-- Data to examine follows --

//! # Groups
//!
//! Splitting the integer digits into 3-digit groups and spelling one group.
//!
//! ## Decomposition
//! ```text
//! "1234567"  ──pad──►  "001234567"  ──chunk──►  [001] [234] [567]
//!                                                  │     │     │
//!                                        position  2     1     0
//!                                                میلیون  هزار   -
//! ```
//!
//! ## Lexicalization of one group
//! ```text
//! ┌──────────────┬────────────────────────────────────────────────┐
//! │  h t u       │  words                                         │
//! ├──────────────┼────────────────────────────────────────────────┤
//! │  0 0 0       │  ""  (group is dropped by the assembler)       │
//! │  1 0 0       │  صد                                            │
//! │  1 1 5       │  صد و پانزده        (t == 1 → teen table)       │
//! │  3 4 0       │  سیصد و چهل                                    │
//! │  0 2 7       │  بیست و هفت                                    │
//! └──────────────┴────────────────────────────────────────────────┘
//! ```
//! Parts inside a group are always joined with [`CONJUNCTION`]; the
//! caller-configurable separator only applies between groups.

use std::fmt;

use crate::lexicon::{CONJUNCTION, HUNDREDS, TEENS, TENS, UNITS};

// =============================================================================
// Group
// =============================================================================

/// Three decimal digits: hundreds, tens, units.
#[derive(Debug, Clone, Copy, PartialEq, Eq, Default)]
pub struct Group {
    hundreds: u8,
    tens: u8,
    units: u8,
}

impl Group {
    /// Builds a group from a value in `0..=999`. Only the three low digits of
    /// larger values are kept (`1234` becomes `234`).
    pub const fn from_value(value: u16) -> Self {
        let value = value % 1000;
        Group {
            hundreds: (value / 100) as u8,
            tens: ((value / 10) % 10) as u8,
            units: (value % 10) as u8,
        }
    }

    /// Builds a group from exactly three ASCII digits.
    pub fn from_digits(chunk: &[u8; 3]) -> Self {
        Group {
            hundreds: chunk[0].wrapping_sub(b'0') % 10,
            tens: chunk[1].wrapping_sub(b'0') % 10,
            units: chunk[2].wrapping_sub(b'0') % 10,
        }
    }

    /// Numeric value of the group.
    pub const fn value(&self) -> u16 {
        self.hundreds as u16 * 100 + self.tens as u16 * 10 + self.units as u16
    }

    /// True when all three digits are zero.
    pub const fn is_zero(&self) -> bool {
        self.hundreds == 0 && self.tens == 0 && self.units == 0
    }

    /// Spells the group in words, or returns an empty string for `000`.
    ///
    /// ## Example
    /// ```rust
    /// use adad_core::groups::Group;
    ///
    /// assert_eq!(Group::from_value(115).lexicalize(), "صد و پانزده");
    /// assert_eq!(Group::from_value(0).lexicalize(), "");
    /// ```
    pub fn lexicalize(&self) -> String {
        if self.is_zero() {
            return String::new();
        }

        let mut parts: Vec<&str> = Vec::with_capacity(3);
        if self.hundreds > 0 {
            parts.push(HUNDREDS[usize::from(self.hundreds)]);
        }
        if self.tens == 1 {
            parts.push(TEENS[usize::from(self.units)]);
        } else {
            if self.tens > 1 {
                parts.push(TENS[usize::from(self.tens)]);
            }
            if self.units > 0 {
                parts.push(UNITS[usize::from(self.units)]);
            }
        }
        parts.join(CONJUNCTION)
    }
}

impl fmt::Display for Group {
    fn fmt(&self, f: &mut fmt::Formatter<'_>) -> fmt::Result {
        write!(f, "{}{}{}", self.hundreds, self.tens, self.units)
    }
}

/// Spells a value in `0..=999`.
///
/// Only the three low digits are read: `lexicalize_group(1234)` spells `234`.
/// Use [`to_words`](crate::to_words) for anything larger.
///
/// ## Example
/// ```rust
/// use adad_core::lexicalize_group;
///
/// assert_eq!(lexicalize_group(789), "هفتصد و هشتاد و نه");
/// assert_eq!(lexicalize_group(10), "ده");
/// ```
pub fn lexicalize_group(n: u16) -> String {
    Group::from_value(n).lexicalize()
}

// =============================================================================
// Decomposition
// =============================================================================

/// Left-pads an ASCII digit string to a multiple of three and slices it into
/// groups, most-significant first.
///
/// An empty string is treated as `"0"` and yields one zero group.
///
/// ## Example
/// ```rust
/// use adad_core::groups::split_groups;
///
/// let groups = split_groups("1000010");
/// let shown: Vec<String> = groups.iter().map(|g| g.to_string()).collect();
/// assert_eq!(shown, ["001", "000", "010"]);
/// ```
pub fn split_groups(digits: &str) -> Vec<Group> {
    let digits = if digits.is_empty() { "0" } else { digits };
    let padded_len = digits.len().div_ceil(3) * 3;
    let padded = format!("{digits:0>padded_len$}");

    padded
        .as_bytes()
        .chunks_exact(3)
        .map(|chunk| Group::from_digits(&[chunk[0], chunk[1], chunk[2]]))
        .collect()
}

// =============================================================================
// Unit Tests
// =============================================================================

#[cfg(test)]
mod tests {
    use super::*;

    #[test]
    fn test_lexicalize_examples() {
        assert_eq!(lexicalize_group(1), "یک");
        assert_eq!(lexicalize_group(10), "ده");
        assert_eq!(lexicalize_group(19), "نوزده");
        assert_eq!(lexicalize_group(20), "بیست");
        assert_eq!(lexicalize_group(100), "صد");
        assert_eq!(lexicalize_group(110), "صد و ده");
        assert_eq!(lexicalize_group(123), "صد و بیست و سه");
        assert_eq!(lexicalize_group(205), "دویست و پنج");
        assert_eq!(lexicalize_group(999), "نهصد و نود و نه");
    }

    #[test]
    fn test_lexicalize_non_empty_iff_positive() {
        for n in 0..1000u16 {
            assert_eq!(lexicalize_group(n).is_empty(), n == 0, "n = {n}");
        }
    }

    #[test]
    fn test_group_round_trips_value() {
        for n in [0u16, 7, 42, 100, 512, 999] {
            assert_eq!(Group::from_value(n).value(), n);
        }
        assert_eq!(Group::from_digits(b"046").value(), 46);
    }

    #[test]
    fn test_lexicalize_group_reads_low_three_digits() {
        assert_eq!(Group::from_value(1234).value(), 234);
        assert_eq!(lexicalize_group(1234), lexicalize_group(234));
        assert_eq!(lexicalize_group(5000), "");
    }

    #[test]
    fn test_split_groups_padding() {
        let shown = |d: &str| -> Vec<String> {
            split_groups(d).iter().map(|g| g.to_string()).collect()
        };
        assert_eq!(shown("0"), ["000"]);
        assert_eq!(shown(""), ["000"]);
        assert_eq!(shown("123"), ["123"]);
        assert_eq!(shown("1234"), ["001", "234"]);
        assert_eq!(shown("123456789"), ["123", "456", "789"]);
        assert_eq!(shown("1000000000000").len(), 5);
    }
}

-- Data to examine concluded --

**Your instructions:** The records above should be transcribed in full, with no differences.

**Completed exercise:**
//! # Groups
//!
//! Splitting the integer digits into 3-digit groups and spelling one group.
//!
//! ## Decomposition
//! ```text
//! "1234567"  ──pad──►  "001234567"  ──chunk──►  [001] [234] [567]
//!                                                  │     │     │
//!                                        position  2     1     0
//!                                                میلیون  هزار   -
//! ```
//!
//! ## Lexicalization of one group
//! ```text
//! ┌──────────────┬────────────────────────────────────────────────┐
//! │  h t u       │  words                                         │
//! ├──────────────┼────────────────────────────────────────────────┤
//! │  0 0 0       │  ""  (group is dropped by the assembler)       │
//! │  1 0 0       │  صد                                            │
//! │  1 1 5       │  صد و پانزده        (t == 1 → teen table)       │
//! │  3 4 0       │  سیصد و چهل                                    │
//! │  0 2 7       │  بیست و هفت                                    │
//! └──────────────┴────────────────────────────────────────────────┘
//! ```
//! Parts inside a group are always joined with [`CONJUNCTION`]; the
//! caller-configurable separator only applies between groups.

use std::fmt;

use crate::lexicon::{CONJUNCTION, HUNDREDS, TEENS, TENS, UNITS};

// =============================================================================
// Group
// =============================================================================

/// Three decimal digits: hundreds, tens, units.
#[derive(Debug, Clone, Copy, PartialEq, Eq, Default)]
pub struct Group {
    hundreds: u8,
    tens: u8,
    units: u8,
}

impl Group {
    /// Builds a group from a value in `0..=999`. Only the three low digits of
    /// larger values are kept (`1234` becomes `234`).
    pub const fn from_value(value: u16) -> Self {
        let value = value % 1000;
        Group {
            hundreds: (value / 100) as u8,
            tens: ((value / 10) % 10) as u8,
            units: (value % 10) as u8,
        }
    }

    /// Builds a group from exactly three ASCII digits.
    pub fn from_digits(chunk: &[u8; 3]) -> Self {
        Group {
            hundreds: chunk[0].wrapping_sub(b'0') % 10,
            tens: chunk[1].wrapping_sub(b'0') % 10,
            units: chunk[2].wrapping_sub(b'0') % 10,
        }
    }

    /// Numeric value of the group.
    pub const fn value(&self) -> u16 {
        self.hundreds as u16 * 100 + self.tens as u16 * 10 + self.units as u16
    }

    /// True when all three digits are zero.
    pub const fn is_zero(&self) -> bool {
        self.hundreds == 0 && self.tens == 0 && self.units == 0
    }

    /// Spells the group in words, or returns an empty string for `000`.
    ///
    /// ## Example
    /// ```rust
    /// use adad_core::groups::Group;
    ///
    /// assert_eq!(Group::from_value(115).lexicalize(), "صد و پانزده");
    /// assert_eq!(Group::from_value(0).lexicalize(), "");
    /// ```
    pub fn lexicalize(&self) -> String {
        if self.is_zero() {
            return String::new();
        }

        let mut parts: Vec<&str> = Vec::with_capacity(3);
        if self.hundreds > 0 {
            parts.push(HUNDREDS[usize::from(self.hundreds)]);
        }
        if self.tens == 1 {
            parts.push(TEENS[usize::from(self.units)]);
        } else {
            if self.tens > 1 {
                parts.push(TENS[usize::from(self.tens)]);
            }
            if self.units > 0 {
                parts.push(UNITS[usize::from(self.units)]);
            }
        }
        parts.join(CONJUNCTION)
    }
}

impl fmt::Display for Group {
    fn fmt(&self, f: &mut fmt::Formatter<'_>) -> fmt::Result {
        write!(f, "{}{}{}", self.hundreds, self.tens, self.units)
    }
}

/// Spells a value in `0..=999`.
///
/// Only the three low digits are read: `lexicalize_group(1234)` spells `234`.
/// Use [`to_words`](crate::to_words) for anything larger.
///
/// ## Example
/// ```rust
/// use adad_core::lexicalize_group;
///
/// assert_eq!(lexicalize_group(789), "هفتصد و هشتاد و نه");
/// assert_eq!(lexicalize_group(10), "ده");
/// ```
pub fn lexicalize_group(n: u16) -> String {
    Group::from_value(n).lexicalize()
}

// =============================================================================
// Decomposition
// =============================================================================

/// Left-pads an ASCII digit string to a multiple of three and slices it into
/// groups, most-significant first.
///
/// An empty string is treated as `"0"` and yields one zero group.
///
/// ## Example
/// ```rust
/// use adad_core::groups::split_groups;
///
/// let groups = split_groups("1000010");
/// let shown: Vec<String> = groups.iter().map(|g| g.to_string()).collect();
/// assert_eq!(shown, ["001", "000", "010"]);
/// ```
pub fn split_groups(digits: &str) -> Vec<Group> {
    let digits = if digits.is_empty() { "0" } else { digits };
    let padded_len = digits.len().div_ceil(3) * 3;
    let padded = format!("{digits:0>padded_len$}");

    padded
        .as_bytes()
        .chunks_exact(3)
        .map(|chunk| Group::from_digits(&[chunk[0], chunk[1], chunk[2]]))
        .collect()
}

// =============================================================================
// Unit Tests
// =============================================================================

#[cfg(test)]
mod tests {
    use super::*;

    #[test]
    fn test_lexicalize_examples() {
        assert_eq!(lexicalize_group(1), "یک");
        assert_eq!(lexicalize_group(10), "ده");
        assert_eq!(lexicalize_group(19), "نوزده");
        assert_eq!(lexicalize_group(20), "بیست");
        assert_eq!(lexicalize_group(100), "صد");
        assert_eq!(lexicalize_group(110), "صد و ده");
        assert_eq!(lexicalize_group(123), "صد و بیست و سه");
        assert_eq!(lexicalize_group(205), "دویست و پنج");
        assert_eq!(lexicalize_group(999), "نهصد و نود و نه");
    }

    #[test]
    fn test_lexicalize_non_empty_iff_positive() {
        for n in 0..1000u16 {
            assert_eq!(lexicalize_group(n).is_empty(), n == 0, "n = {n}");
        }
    }

    #[test]
    fn test_group_round_trips_value() {
        for n in [0u16, 7, 42, 100, 512, 999] {
            assert_eq!(Group::from_value(n).value(), n);
        }
        assert_eq!(Group::from_digits(b"046").value(), 46);
    }

    #[test]
    fn test_lexicalize_group_reads_low_three_digits() {
        assert_eq!(Group::from_value(1234).value(), 234);
        assert_eq!(lexicalize_group(1234), lexicalize_group(234));
        assert_eq!(lexicalize_group(5000), "");
    }

    #[test]
    fn test_split_groups_padding() {
        let shown = |d: &str| -> Vec<String> {
            split_groups(d).iter().map(|g| g.to_string()).collect()
        };
        assert_eq!(shown("0"), ["000"]);
        assert_eq!(shown(""), ["000"]);
        assert_eq!(shown("123"), ["123"]);
        assert_eq!(shown("1234"), ["001", "234"]);
        assert_eq!(shown("123456789"), ["123", "456", "789"]);
        assert_eq!(shown("1000000000000").len(), 5);
    }
}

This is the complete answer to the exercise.